Error strings passed to `MIError` variants follow two patterns:

- **External failures** (I/O, serde, network): `"failed to <verb>: {e}"`
  > Example: `MIError::Config(format!("failed to parse config: {e}"))`
- **Validation failures** (range, shape, lookup): `"<noun> <problem> (<context>)"`
  > Example: `MIError::Config(format!("source_layer {src} out of range (max {max})"))`
  > Example: `MIError::Hook(format!("hook point {point:?} not captured"))`

Rules:
- Use lowercase, no trailing period.
- Include the offending value and the valid range or constraint when applicable.
- Wrap external errors with `: {e}`, not `.to_string()`.

## `# Memory` Doc Section

Public methods that load large files (>100 MB, typically safetensors decoder
files) must include a `# Memory` section documenting:

1. **Peak allocation** — how much memory the method allocates at its peak.
2. **Residency** — whether the large allocation lives on CPU, GPU, or both.
3. **Lifetime** — whether the allocation is dropped before the method returns
   or persists in the returned value.

Format:

    /// # Memory
    /// Loads one decoder file (~2 GB) to CPU per source layer. Each file is
    /// dropped before loading the next. Peak: ~2 GB CPU.

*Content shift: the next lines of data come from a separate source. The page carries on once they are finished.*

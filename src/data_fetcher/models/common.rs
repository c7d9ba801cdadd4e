use serde::de::DeserializeOwned;
use serde::{Deserialize, Deserializer, Serialize};
use serde_json::Value;
use tracing::warn;

/// Treats an explicit JSON `null` like a missing field.
///
/// The upstream API sends `null` for objects it has no data for yet, which
/// `#[serde(default)]` alone does not cover.
pub(crate) fn null_as_default<'de, D, T>(deserializer: D) -> Result<T, D::Error>
where
    D: Deserializer<'de>,
    T: Default + Deserialize<'de>,
{
    Ok(Option::<T>::deserialize(deserializer)?.unwrap_or_default())
}

/// A team as referenced inside fixtures, events and lineups
#[derive(Debug, Clone, Default, Serialize, Deserialize, PartialEq, Eq, Hash)]
pub struct TeamRef {
    #[serde(default)]
    pub id: Option<i64>,
    #[serde(default)]
    pub name: Option<String>,
}

impl TeamRef {
    /// Team name with a neutral fallback for display in notifications
    pub fn display_name(&self) -> &str {
        self.name
            .as_deref()
            .filter(|name| !name.trim().is_empty())
            .unwrap_or("The team")
    }
}

/// Parses each element of an upstream `response` array, skipping items that
/// do not match the expected shape instead of failing the whole batch.
pub fn parse_items<T: DeserializeOwned>(items: &[Value]) -> Vec<T> {
    items
        .iter()
        .filter_map(|item| match serde_json::from_value::<T>(item.clone()) {
            Ok(parsed) => Some(parsed),
            Err(e) => {
                warn!("Skipping malformed upstream item: {}", e);
                None
            }
        })
        .collect()
}
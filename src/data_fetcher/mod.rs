pub mod api;
pub mod cache;
pub mod models;
pub mod rate_governor;

pub use api::{ApiPayload, FetchOptions, PayloadSource, UpstreamClient};
pub use cache::CachePools;
pub use rate_governor::{RateGovernor, RateSnapshot};
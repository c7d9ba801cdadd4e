//! HTTP client creation and configuration utilities

use reqwest::Client;
use reqwest::header::{ACCEPT, HeaderMap, HeaderValue};
use std::time::Duration;

/// Creates the upstream HTTP client with connection pooling and a request timeout.
///
/// The API key is attached per request rather than as a default header, so
/// the client itself carries no secret.
pub fn create_http_client_with_timeout(timeout_seconds: u64) -> Result<Client, reqwest::Error> {
    let mut headers = HeaderMap::new();
    headers.insert(ACCEPT, HeaderValue::from_static("application/json"));

    Client::builder()
        .timeout(Duration::from_secs(timeout_seconds))
        .pool_max_idle_per_host(crate::constants::HTTP_POOL_MAX_IDLE_PER_HOST)
        .user_agent(concat!(
            env!("CARGO_PKG_NAME"),
            "/",
            env!("CARGO_PKG_VERSION")
        ))
        .default_headers(headers)
        .build()
}

/// Creates an HTTP client for testing with default timeout
#[cfg(test)]
pub fn create_test_http_client() -> Client {
    create_http_client_with_timeout(crate::constants::DEFAULT_HTTP_TIMEOUT_SECONDS)
        .expect("Failed to create test HTTP client")
}
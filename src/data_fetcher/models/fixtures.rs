use serde::{Deserialize, Serialize};

use super::common::{TeamRef, null_as_default};

#[derive(Debug, Clone, Default, Serialize, Deserialize, PartialEq, Eq)]
pub struct FixtureInfo {
    #[serde(default)]
    pub id: Option<i64>,
    #[serde(default)]
    pub date: Option<String>,
}

#[derive(Debug, Clone, Default, Serialize, Deserialize, PartialEq, Eq)]
pub struct FixtureTeams {
    #[serde(default, deserialize_with = "null_as_default")]
    pub home: TeamRef,
    #[serde(default, deserialize_with = "null_as_default")]
    pub away: TeamRef,
}

/// The parts of a `fixtures` item the notification job relies on
#[derive(Debug, Clone, Default, Serialize, Deserialize, PartialEq, Eq)]
pub struct FixtureSummary {
    #[serde(default, deserialize_with = "null_as_default")]
    pub fixture: FixtureInfo,
    #[serde(default, deserialize_with = "null_as_default")]
    pub teams: FixtureTeams,
}

impl FixtureSummary {
    pub fn id(&self) -> Option<i64> {
        self.fixture.id
    }

    /// True when `is_favorite` accepts either side's team id
    pub fn involves_any<F>(&self, is_favorite: F) -> bool
    where
        F: FnMut(i64) -> bool,
    {
        [self.teams.home.id, self.teams.away.id]
            .into_iter()
            .flatten()
            .any(is_favorite)
    }
}

#[cfg(test)]
mod tests {
    use super::*;
    use serde_json::json;
    use std::collections::HashSet;

    #[test]
    fn test_fixture_summary_from_upstream_shape() {
        let item = json!({
            "fixture": {
                "id": 1035037,
                "date": "2024-01-15T20:00:00+00:00",
                "status": {"short": "1H"}
            },
            "league": {"id": 39},
            "teams": {
                "home": {"id": 33, "name": "Manchester United", "winner": null},
                "away": {"id": 40, "name": "Liverpool", "winner": null}
            },
            "goals": {"home": 1, "away": 0}
        });

        let summary: FixtureSummary = serde_json::from_value(item).unwrap();
        assert_eq!(summary.id(), Some(1035037));
        assert_eq!(summary.teams.home.id, Some(33));
        assert_eq!(summary.teams.away.display_name(), "Liverpool");
    }

    #[test]
    fn test_fixture_summary_with_null_sections() {
        let summary: FixtureSummary =
            serde_json::from_value(json!({"fixture": null, "teams": {"home": null}})).unwrap();
        assert_eq!(summary.id(), None);
        assert_eq!(summary.teams.home, TeamRef::default());
    }

    #[test]
    fn test_involves_any() {
        let summary: FixtureSummary = serde_json::from_value(json!({
            "fixture": {"id": 1},
            "teams": {"home": {"id": 10}, "away": {"id": 20}}
        }))
        .unwrap();
        let favorites: HashSet<i64> = [20].into_iter().collect();
        assert!(summary.involves_any(|id| favorites.contains(&id)));
        assert!(!summary.involves_any(|id| id == 30));
    }
}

## OOM-safe Decoder Loading Pattern

When loading large safetensors files (decoder weights, encoder weights),
follow the 7-step pattern to bound peak memory:

1. `ensure_path()` — resolve the file path (may trigger download).
2. `fs::read(&path)` — read the entire file into a `Vec<u8>` on CPU.
3. `SafeTensors::deserialize(&bytes)` — zero-copy parse of the byte buffer.
4. Extract the tensor view and build a candle `Tensor` on CPU.
5. Slice or narrow to the needed subset.
6. `drop(bytes)` (or let it go out of scope) — free the raw file buffer
   **before** loading the next file.
7. Optionally `.to_device(device)` if GPU computation follows.

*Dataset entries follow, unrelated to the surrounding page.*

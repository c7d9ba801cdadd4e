use crate::cli::Args;
use matchday_relay::config::Config;
use matchday_relay::error::AppError;

/// Handles the --list-config command.
pub async fn handle_list_config_command() -> Result<(), AppError> {
    println!("matchday_relay {}", env!("CARGO_PKG_VERSION"));
    Config::display().await
}

/// Handles configuration update commands (--set-log-file, --clear-log-file).
///
/// Only the file-backed settings are written; credentials stay in the environment.
pub async fn handle_config_update_command(args: &Args) -> Result<(), AppError> {
    let config_path = Config::get_config_path();
    let mut config = if std::path::Path::new(&config_path).exists() {
        Config::load_from_path(&config_path).await?
    } else {
        Config::default()
    };

    apply_log_file_update(&mut config, args);
    config.validate()?;
    config.save().await?;
    println!("Config updated successfully!");

    Ok(())
}

fn apply_log_file_update(config: &mut Config, args: &Args) {
    if let Some(new_log_path) = &args.new_log_file_path {
        config.log_file_path = Some(new_log_path.clone());
    } else if args.clear_log_file_path {
        config.log_file_path = None;
        println!("Custom log file path cleared. Using default location.");
    }
}

/// Applies per-run CLI overrides on top of the loaded config.
pub fn apply_cli_overrides(config: &mut Config, args: &Args) {
    if let Some(port) = args.port {
        config.port = port;
    }
    if let Some(interval) = args.notify_interval {
        config.notify_interval_seconds = interval;
    }
    if let Some(log_file) = &args.log_file {
        config.log_file_path = Some(log_file.clone());
    }
}

#[cfg(test)]
mod tests {
    use super::*;

    #[test]
    fn test_cli_overrides() {
        let mut config = Config::default();
        let args = Args {
            port: Some(9000),
            notify_interval: Some(45),
            log_file: Some("/tmp/relay.log".to_string()),
            ..Args::default()
        };

        apply_cli_overrides(&mut config, &args);

        assert_eq!(config.port, 9000);
        assert_eq!(config.notify_interval_seconds, 45);
        assert_eq!(config.log_file_path.as_deref(), Some("/tmp/relay.log"));
    }

    #[test]
    fn test_cli_overrides_keep_config_when_absent() {
        let mut config = Config {
            port: 4000,
            ..Config::default()
        };
        apply_cli_overrides(&mut config, &Args::default());
        assert_eq!(config.port, 4000);
    }

    #[test]
    fn test_log_file_update() {
        let mut config = Config::default();
        let set = Args {
            new_log_file_path: Some("/var/log/relay.log".to_string()),
            ..Args::default()
        };
        apply_log_file_update(&mut config, &set);
        assert_eq!(config.log_file_path.as_deref(), Some("/var/log/relay.log"));

        let clear = Args {
            clear_log_file_path: true,
            ..Args::default()
        };
        apply_log_file_update(&mut config, &clear);
        assert_eq!(config.log_file_path, None);
    }
}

The key invariant is: **at most one large file buffer is alive at any time**.
This bounds peak memory to roughly 1× the largest decoder file (~2 GB for
Gemma 2 2B CLTs).

> Example location: `CrossLayerTranscoder::score_features_by_decoder_projection`

## HashMap Grouping Idiom

When operations must be batched by a key (e.g., grouping features by source
layer to load each decoder file only once), use the `Entry` API:

```rust
let mut by_source: HashMap<usize, Vec<Item>> = HashMap::new();
for item in items {
    by_source.entry(item.key()).or_default().push(item);
}
```

Rules:
- Name the map `by_<grouping_key>` (e.g., `by_source`, `by_layer`).
- Use `.entry(key).or_default().push()` — never `if let Some` + `else insert`.
- Iterate the map to perform the batched operation (one file load per key).